La Scala celebra 80 anos da reconstrução pós-bombardeios: memória, música e rito cívico

La Scala celebra 80 anos da reconstrução pós-bombardeios com concerto, autoridades e memória viva do pós‑guerra.

La Scala celebra 80 anos da reconstrução pós-bombardeios: memória, música e rito cívico

RESUMO ✦

Sem tempo? A Lili IA resume para você

Gerando resumo com IA...

La Scala celebra 80 anos da reconstrução pós-bombardeios: memória, música e rito cívico

Em 11 de maio de 1946, Arturo Toscanini conduzia o concerto de reabertura da La Scala reconstruída, um marco simbólico após os bombardeios que, em agosto de 1943, feriram Milão e a sala do teatro. Naquele pós-guerra, o governo nacional, o Município de Milão e a sociedade civil reconheceram a centralidade do teatro como um ponto de coesão cultural — sua renascença foi tratada como prioridade no amplo processo de reconstrução.

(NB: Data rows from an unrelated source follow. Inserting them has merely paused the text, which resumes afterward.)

/*!
 * Tests for ISO language code utilities
 */

use movsub::language_utils::{display_name, normalize_to_part1_or_part2t, output_suffix, whisper_language_code};

#[test]
fn test_normalize_to_part1_or_part2t_withVariousForms_shouldPreferTwoLetters() {
    assert_eq!(normalize_to_part1_or_part2t("ger").unwrap(), "de");
    assert_eq!(normalize_to_part1_or_part2t("fra").unwrap(), "fr");
    assert_eq!(normalize_to_part1_or_part2t("English").unwrap(), "en");
}

#[test]
fn test_whisper_language_code_withBlank_shouldBeAuto() {
    assert_eq!(whisper_language_code(Some("  ")).unwrap(), "auto");
}

#[test]
fn test_display_name_andSuffix_shouldAgreeForCodes() {
    assert_eq!(display_name("ja"), "Japanese");
    assert_eq!(output_suffix(&display_name("ja")), "japanese");
}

Oito décadas depois, a comemoração desse episódio histórico ganha forma em três dias de iniciativas que culminaram, em 11 de maio, numa cerimônia pública onde se reiterou o valor do teatro como espelho do nosso tempo. “É uma jornada importantíssima que lembramos e que me alegra ver tão sentida — foi uma grande festa que fechou um período terrível, da guerra e da ocupação nazifascista, e marcou o fim da reconstrução do teatro, um processo que envolveu toda a região”, disse Fortunato Ortombina, superintendente da instituição, antes do início do evento.

Após os ataques, a trajetória da La Scala foi de resistência e itinerância: o teatro encontrou hospitalidade primeiro no Comunale de Como, depois no Donizetti de Bérgamo e, por fim, no Lírico, numa estratégia clara de manter vivo “o nosso idioma”, essa força universal que é a música, e fazê-lo chegar ao maior público possível.

A cerimônia contou com a presença do Presidente da República, Sergio Mattarella, recebido por Ortombina, que lhe entregou dois volumes sobre a história do teatro e apresentou um resumo da exposição sobre os 80 anos scaligeros. Entre as autoridades e personalidades presentes estavam o presidente do Senado Ignazio La Russa, o governador Attilio Fontana, o prefeito Giuseppe Sala, a senadora vitalícia Liliana Segre, os ex-superintendentes Carlo Fontana e Alexander Pereira, além de figuras como Carlo Sangalli, Claudio Longhi, Mario Monti, Fedele Confalonieri, Marco Tronchetti Provera e a cenógrafa Margherita Palli.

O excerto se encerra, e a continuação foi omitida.